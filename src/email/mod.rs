use async_trait::async_trait;
use lettre::{
    message::{header::ContentType, Attachment as MimeAttachment, Mailbox, MultiPart, SinglePart},
    transport::smtp::authentication::Credentials,
    AsyncSmtpTransport, AsyncTransport, Message, Tokio1Executor,
};

use crate::{
    config::EmailConfig,
    error::{AppError, Result},
};

pub mod messages;

#[derive(Debug, Clone, PartialEq, Eq)]
pub struct Attachment {
    pub filename: String,
    pub content_type: String,
    pub content: Vec<u8>,
}

impl Attachment {
    pub fn pdf(filename: impl Into<String>, content: Vec<u8>) -> Self {
        Self {
            filename: filename.into(),
            content_type: "application/pdf".to_string(),
            content,
        }
    }
}

#[derive(Debug, Clone, PartialEq, Eq)]
pub struct OutgoingEmail {
    pub to: String,
    pub bcc: Option<String>,
    pub subject: String,
    pub body: String,
    pub attachment: Option<Attachment>,
}

#[async_trait]
pub trait Mailer: Send + Sync {
    async fn send(&self, email: OutgoingEmail) -> Result<()>;
}

pub struct SmtpMailer {
    transport: AsyncSmtpTransport<Tokio1Executor>,
    from: Mailbox,
}

impl SmtpMailer {
    pub fn new(config: &EmailConfig) -> Result<Self> {
        let builder = if config.smtp_port == 465 {
            AsyncSmtpTransport::<Tokio1Executor>::relay(&config.smtp_host)
        } else {
            AsyncSmtpTransport::<Tokio1Executor>::starttls_relay(&config.smtp_host)
        }
        .map_err(|e| AppError::Internal(format!("Invalid SMTP relay: {}", e)))?;

        let mut builder = builder.port(config.smtp_port);
        if let (Some(user), Some(pass)) = (&config.smtp_username, &config.smtp_password) {
            builder = builder.credentials(Credentials::new(user.clone(), pass.clone()));
        }

        let from = config
            .from_address
            .parse::<Mailbox>()
            .map_err(|e| AppError::Internal(format!("Invalid from address: {}", e)))?;

        Ok(Self {
            transport: builder.build(),
            from,
        })
    }

    fn build_message(&self, email: OutgoingEmail) -> Result<Message> {
        let to = email
            .to
            .parse::<Mailbox>()
            .map_err(|e| AppError::BadRequest(format!("Invalid recipient {}: {}", email.to, e)))?;

        let mut builder = Message::builder()
            .from(self.from.clone())
            .to(to)
            .subject(email.subject);

        if let Some(bcc) = email.bcc.as_deref().and_then(|b| b.parse::<Mailbox>().ok()) {
            builder = builder.bcc(bcc);
        }

        let message = match email.attachment {
            Some(attachment) => {
                let content_type = ContentType::parse(&attachment.content_type)
                    .map_err(|e| AppError::Internal(format!("Invalid content type: {}", e)))?;
                builder.multipart(
                    MultiPart::mixed()
                        .singlepart(SinglePart::plain(email.body))
                        .singlepart(
                            MimeAttachment::new(attachment.filename)
                                .body(attachment.content, content_type),
                        ),
                )
            }
            None => builder.header(ContentType::TEXT_PLAIN).body(email.body),
        };

        message.map_err(|e| AppError::Internal(format!("Failed to build email: {}", e)))
    }
}

#[async_trait]
impl Mailer for SmtpMailer {
    async fn send(&self, email: OutgoingEmail) -> Result<()> {
        let to = email.to.clone();
        let subject = email.subject.clone();
        let message = self.build_message(email)?;

        self.transport
            .send(message)
            .await
            .map_err(|e| AppError::External(format!("SMTP error: {}", e)))?;

        tracing::info!(to = %to, subject = %subject, "Email sent");
        Ok(())
    }
}

/// Used when SMTP is not configured: logs the message and drops it.
pub struct LogMailer;

#[async_trait]
impl Mailer for LogMailer {
    async fn send(&self, email: OutgoingEmail) -> Result<()> {
        tracing::info!(
            to = %email.to,
            subject = %email.subject,
            attachment = email.attachment.as_ref().map(|a| a.filename.as_str()),
            "Email disabled, not sending"
        );
        tracing::debug!("{}", email.body);
        Ok(())
    }
}

#[cfg(any(test, feature = "test-utils"))]
pub use recording::RecordingMailer;

#[cfg(any(test, feature = "test-utils"))]
mod recording {
    use std::sync::Mutex;

    use async_trait::async_trait;

    use super::{Mailer, OutgoingEmail};
    use crate::error::{AppError, Result};

    /// Keeps every message in memory so tests can inspect them.
    #[derive(Default)]
    pub struct RecordingMailer {
        sent: Mutex<Vec<OutgoingEmail>>,
        fail: Mutex<bool>,
    }

    impl RecordingMailer {
        pub fn new() -> Self {
            Self::default()
        }

        pub fn sent(&self) -> Vec<OutgoingEmail> {
            self.sent.lock().map(|s| s.clone()).unwrap_or_default()
        }

        pub fn set_failing(&self, fail: bool) {
            if let Ok(mut flag) = self.fail.lock() {
                *flag = fail;
            }
        }
    }

    #[async_trait]
    impl Mailer for RecordingMailer {
        async fn send(&self, email: OutgoingEmail) -> Result<()> {
            if self.fail.lock().map(|f| *f).unwrap_or(false) {
                return Err(AppError::External("SMTP error: connection refused".to_string()));
            }
            if let Ok(mut sent) = self.sent.lock() {
                sent.push(email);
            }
            Ok(())
        }
    }
}
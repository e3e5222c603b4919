use hmac::{Hmac, Mac};
use sha2::Sha256;
use subtle::ConstantTimeEq;

type HmacSha256 = Hmac<Sha256>;

/// Name of the hidden form field carrying the token.
pub const CSRF_FIELD: &str = "csrf_token";

/// Stateless CSRF tokens: HMAC-SHA256 of the session id under a server secret.
/// Nothing is stored; a token is valid for exactly as long as its session.
#[derive(Clone)]
pub struct CsrfService {
    secret: Vec<u8>,
}

impl CsrfService {
    pub fn new(secret: &str) -> Self {
        Self {
            secret: secret.as_bytes().to_vec(),
        }
    }

    pub fn generate_token(&self, session_id: &str) -> String {
        hex::encode(self.mac(session_id))
    }

    pub fn validate_token(&self, session_id: &str, token: &str) -> bool {
        let Ok(given) = hex::decode(token) else {
            return false;
        };
        let expected = self.mac(session_id);
        given.len() == expected.len() && bool::from(given.ct_eq(&expected))
    }

    fn mac(&self, session_id: &str) -> Vec<u8> {
        // HMAC accepts keys of any length, so this cannot fail.
        let mut mac = match HmacSha256::new_from_slice(&self.secret) {
            Ok(mac) => mac,
            Err(_) => unreachable!("HMAC key length is unrestricted"),
        };
        mac.update(b"lerhuset-csrf:");
        mac.update(session_id.as_bytes());
        mac.finalize().into_bytes().to_vec()
    }
}

#[cfg(test)]
mod tests {
    use super::*;

    #[test]
    fn test_token_validates_for_its_session_only() {
        let csrf = CsrfService::new("secret");
        let token = csrf.generate_token("session-a");
        assert_eq!(token.len(), 64);
        assert!(csrf.validate_token("session-a", &token));
        assert!(!csrf.validate_token("session-b", &token));
    }

    #[test]
    fn test_rejects_garbage_and_other_secrets() {
        let csrf = CsrfService::new("secret");
        let other = CsrfService::new("another");
        assert!(!csrf.validate_token("s", "not-hex"));
        assert!(!csrf.validate_token("s", ""));
        assert!(!csrf.validate_token("s", &other.generate_token("s")));
    }
}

◆ EXERCISE:
Every line in the records above with the string "builder" in it should be shown.

◆ EXERCISE OUTPUT:
        let builder = if config.smtp_port == 465 {
        let mut builder = builder.port(config.smtp_port);
            builder = builder.credentials(Credentials::new(user.clone(), pass.clone()));
            transport: builder.build(),
        let mut builder = Message::builder()
            builder = builder.bcc(bcc);
                builder.multipart(
            None => builder.header(ContentType::TEXT_PLAIN).body(email.body),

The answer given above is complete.